(Stored entries)
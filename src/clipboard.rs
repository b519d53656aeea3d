//! Clipboard export.
//!
//! Copying goes through PowerShell's `Set-Clipboard`. The text is embedded
//! in a single-quoted PowerShell string, so single quotes are doubled.

use std::process::Command;

use crate::error::ClipboardError;

/// Something that can receive text destined for the clipboard.
pub trait ClipboardWriter {
    fn write(&mut self, text: &str) -> Result<(), ClipboardError>;
}

/// Writes to the system clipboard by running `powershell`.
#[derive(Debug, Default)]
pub struct PowerShellClipboard;

impl PowerShellClipboard {
    pub fn command(text: &str) -> Command {
        let mut cmd = Command::new("powershell");
        cmd.arg("-NoProfile")
            .arg("-Command")
            .arg(format!("Set-Clipboard -Value '{}'", escape_single_quotes(text)));
        cmd
    }
}

impl ClipboardWriter for PowerShellClipboard {
    fn write(&mut self, text: &str) -> Result<(), ClipboardError> {
        let status = Self::command(text).status()?;
        if !status.success() {
            return Err(ClipboardError::ExportFailed(status));
        }
        Ok(())
    }
}

/// Keeps everything written to it. Used where no real clipboard exists.
#[derive(Debug, Default)]
pub struct MemoryClipboard {
    pub contents: Vec<String>,
}

impl MemoryClipboard {
    pub fn last(&self) -> Option<&str> {
        self.contents.last().map(String::as_str)
    }
}

impl ClipboardWriter for MemoryClipboard {
    fn write(&mut self, text: &str) -> Result<(), ClipboardError> {
        self.contents.push(text.to_string());
        Ok(())
    }
}

pub fn escape_single_quotes(text: &str) -> String {
    text.replace('\'', "''")
}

THE PROBLEM → Go through the entries above and count the lines containing the string "contents". Give only that number.

SOLUTION FOR THIS EXERCISE → 3